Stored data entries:

_ _ _

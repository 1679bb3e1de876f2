//! In-memory storage backend.
//!
//! This module provides a memory-based implementation of the
//! StorageInterface trait, useful for testing and development scenarios
//! where persistence across restarts is not required.

use crate::{StorageError, StorageFactory, StorageInterface, StorageRegistry};
use async_trait::async_trait;
use delight_types::{ConfigSchema, ImplementationRegistry, Schema, ValidationError};
use std::collections::HashMap;
use std::sync::Arc;
use tokio::sync::RwLock;

/// In-memory storage implementation.
///
/// Stores data in a HashMap protected by a read-write lock, providing
/// fast access but no persistence across restarts. Each `set_bytes`
/// replaces the whole value under the lock, so readers never observe a
/// partially written document.
pub struct MemoryStorage {
	/// The in-memory store protected by a read-write lock.
	store: Arc<RwLock<HashMap<String, Vec<u8>>>>,
}

impl MemoryStorage {
	/// Creates a new MemoryStorage instance.
	pub fn new() -> Self {
		Self {
			store: Arc::new(RwLock::new(HashMap::new())),
		}
	}
}

impl Default for MemoryStorage {
	fn default() -> Self {
		Self::new()
	}
}

#[async_trait]
impl StorageInterface for MemoryStorage {
	async fn get_bytes(&self, key: &str) -> Result<Vec<u8>, StorageError> {
		let store = self.store.read().await;
		store.get(key).cloned().ok_or(StorageError::NotFound)
	}

	async fn set_bytes(&self, key: &str, value: Vec<u8>) -> Result<(), StorageError> {
		let mut store = self.store.write().await;
		store.insert(key.to_string(), value);
		Ok(())
	}

	async fn delete(&self, key: &str) -> Result<(), StorageError> {
		let mut store = self.store.write().await;
		store.remove(key);
		Ok(())
	}

	async fn exists(&self, key: &str) -> Result<bool, StorageError> {
		let store = self.store.read().await;
		Ok(store.contains_key(key))
	}

	async fn keys(&self, prefix: &str) -> Result<Vec<String>, StorageError> {
		let store = self.store.read().await;
		Ok(store
			.keys()
			.filter(|k| k.starts_with(prefix))
			.cloned()
			.collect())
	}

	fn config_schema(&self) -> Box<dyn ConfigSchema> {
		Box::new(MemoryStorageSchema)
	}
}

/// Configuration schema for MemoryStorage.
pub struct MemoryStorageSchema;

impl ConfigSchema for MemoryStorageSchema {
	fn validate(&self, config: &toml::Value) -> Result<(), ValidationError> {
		// Memory storage has no required configuration
		let schema = Schema::new(vec![], vec![]);
		schema.validate(config)
	}
}

/// Registry for the in-memory storage implementation.
pub struct Registry;

impl ImplementationRegistry for Registry {
	const NAME: &'static str = "memory";
	type Factory = StorageFactory;

	fn factory() -> Self::Factory {
		create_storage
	}
}

impl StorageRegistry for Registry {}

/// Factory function to create a memory storage backend from configuration.
///
/// Configuration parameters:
/// - None required for memory storage
pub fn create_storage(_config: &toml::Value) -> Result<Box<dyn StorageInterface>, StorageError> {
	Ok(Box::new(MemoryStorage::new()))
}

#[cfg(test)]
mod tests {
	use super::*;

	#[tokio::test]
	async fn test_basic_operations() {
		let storage = MemoryStorage::new();

		let key = "orders:abc";
		let value = b"{\"id\":\"abc\"}".to_vec();
		storage.set_bytes(key, value.clone()).await.unwrap();

		let retrieved = storage.get_bytes(key).await.unwrap();
		assert_eq!(retrieved, value);

		assert!(storage.exists(key).await.unwrap());

		storage.delete(key).await.unwrap();
		assert!(!storage.exists(key).await.unwrap());

		let result = storage.get_bytes(key).await;
		assert!(matches!(result, Err(StorageError::NotFound)));
	}

	#[tokio::test]
	async fn test_overwrite_replaces_whole_value() {
		let storage = MemoryStorage::new();

		let key = "orders:xyz";
		let value1 = b"value1".to_vec();
		let value2 = b"value2".to_vec();

		storage.set_bytes(key, value1.clone()).await.unwrap();
		assert_eq!(storage.get_bytes(key).await.unwrap(), value1);

		storage.set_bytes(key, value2.clone()).await.unwrap();
		assert_eq!(storage.get_bytes(key).await.unwrap(), value2);
	}

	#[tokio::test]
	async fn test_keys_filters_by_prefix() {
		let storage = MemoryStorage::new();

		storage.set_bytes("agents:1", b"a".to_vec()).await.unwrap();
		storage.set_bytes("agents:2", b"b".to_vec()).await.unwrap();
		storage.set_bytes("orders:1", b"c".to_vec()).await.unwrap();

		let mut agent_keys = storage.keys("agents:").await.unwrap();
		agent_keys.sort();
		assert_eq!(agent_keys, vec!["agents:1", "agents:2"]);

		assert!(storage.keys("customers:").await.unwrap().is_empty());
	}
}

_ _ _

Going through the data above, count the lines where the string "RwLock" appears, and answer with only that number.

> OUTPUT OF THE EXERCISE
3